Collected data:
◆ ◆ ◆ ◆ ◆ ◆ ◆

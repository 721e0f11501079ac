use std::collections::BTreeMap;

use serde::{Deserialize, Serialize};

use crate::constants::{PUSH_TTL_SECS, PUSH_TYPE_NEW_MESSAGE};
use crate::types::{ConversationId, MessageId, UserId};

/// Sent by a client after a message has been durably appended.
#[derive(Debug, Clone, Serialize, Deserialize, PartialEq, Eq)]
#[serde(rename_all = "camelCase")]
pub struct NewMessageNotice {
    pub conversation_id: ConversationId,
    pub message_id: MessageId,
}

/// Sent after a reader flipped messages to read, asking the service to
/// re-derive the reader's unread counter.
#[derive(Debug, Clone, Serialize, Deserialize, PartialEq, Eq)]
#[serde(rename_all = "camelCase")]
pub struct ReadNotice {
    pub conversation_id: ConversationId,
    pub user_id: UserId,
}

/// What the notification service did with a [`NewMessageNotice`].
#[derive(Debug, Clone, Serialize, Deserialize, PartialEq, Eq)]
#[serde(tag = "status", rename_all = "snake_case")]
pub enum NotifyOutcome {
    Sent,
    Skipped { reason: SkipReason },
    /// The gateway refused the token and it was removed from the user record
    TokenCleared,
    Failed { error: String },
}

#[derive(Debug, Clone, Copy, Serialize, Deserialize, PartialEq, Eq)]
#[serde(rename_all = "snake_case")]
pub enum SkipReason {
    MessageNotFound,
    ReceiverNotFound,
    NoPushToken,
    ReceiverOnline,
}

/// A single push delivered through the gateway.
#[derive(Debug, Clone, Serialize, Deserialize, PartialEq, Eq)]
#[serde(rename_all = "camelCase")]
pub struct PushMessage {
    pub token: String,
    pub title: String,
    pub body: String,
    pub data: BTreeMap<String, String>,
    pub ttl_secs: u64,
}

impl PushMessage {
    /// Build the notification announcing a new chat message.
    pub fn new_message(
        token: &str,
        conversation_id: &ConversationId,
        message_id: &MessageId,
        sender_id: &UserId,
        sender_name: &str,
        text: &str,
    ) -> Self {
        let mut data = BTreeMap::new();
        data.insert("conversationId".to_string(), conversation_id.to_string());
        data.insert("messageId".to_string(), message_id.to_string());
        data.insert("senderId".to_string(), sender_id.to_string());
        data.insert("senderName".to_string(), sender_name.to_string());
        data.insert("type".to_string(), PUSH_TYPE_NEW_MESSAGE.to_string());

        Self {
            token: token.to_string(),
            title: sender_name.to_string(),
            body: text.to_string(),
            data,
            ttl_secs: PUSH_TTL_SECS,
        }
    }
}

◆ ◆ ◆ ◆ ◆ ◆ ◆

What needs to be done:
Work out how many lines of the records contain the word "after", and give only that number.

Output of the exercise:
2